三里穴のお灸(左右の熱さが調うまで)と心兪穴(左)に鍼を施す。

(治療経過)
1回目の治療で尿の出がかなり良くなり、身体が楽になる。2診目後、足の指の付け根に少しだけ皺が出始める(浮腫やや改善)。4診目で足の浮腫は完全に消失し、貧血症状も改善された。多量の尿排出と共に体重8kg減となり身体も軽くなる。

(考察)
東洋医学でいう「脾の臓の機能」のひとつに「運化を主る」とあります。運化には、水穀の運化(栄養分を全身に巡らせる機能)と水湿の運化(水分代謝をする機能)の2つがあります。
この患者さんは、出産での出血多量により脾の臓の機能を著しく低下させ、水湿の運化に影響を与え浮腫が出現したものと思われます。また、水穀の運化は、胃の臓(胃袋に入った飲食物を消化)と協力し、それを血の源となる栄養素(水穀の精微という)の生成と運化を行っているのです。

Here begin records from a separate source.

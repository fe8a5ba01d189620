use serde::{Deserialize, Serialize};
use utoipa::ToSchema;
use uuid::Uuid;

use crate::models::{Import, ImportDetail};

#[derive(Debug, Deserialize, ToSchema, Clone)]
pub struct ImportDetailInput {
    pub product_id: Uuid,
    pub quantity: i32,
    pub import_price: i64,
}

#[derive(Debug, Deserialize, ToSchema)]
pub struct CreateImportRequest {
    pub supplier_id: Uuid,
    pub details: Vec<ImportDetailInput>,
}

#[derive(Debug, Serialize, ToSchema)]
pub struct ImportWithDetails {
    pub import: Import,
    pub supplier_name: String,
    pub details: Vec<ImportDetail>,
}

#[derive(Debug, Serialize, ToSchema)]
pub struct ImportList {
    pub items: Vec<Import>,
}

#[derive(Debug, Serialize, ToSchema)]
pub struct ImportDetailList {
    pub items: Vec<ImportDetail>,
}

利尿剤も使用せずこのように早く浮腫が改善したことは、三里(多気多血の穴)の灸によって血を増やしたことにより、脾の臓が運化作用を取り戻し、早い治癒につながったものと思われます。
三里の灸もはじめは21壮まですえないと左右の熱さが整う(同じになる)ことがなかったが、3回目には5壮で整うなど顕著な効果が見られました。(早く整うことは良好な証拠)
現在母子共に健康な状態にあり初めての鍼灸の効果を実感して頂いています。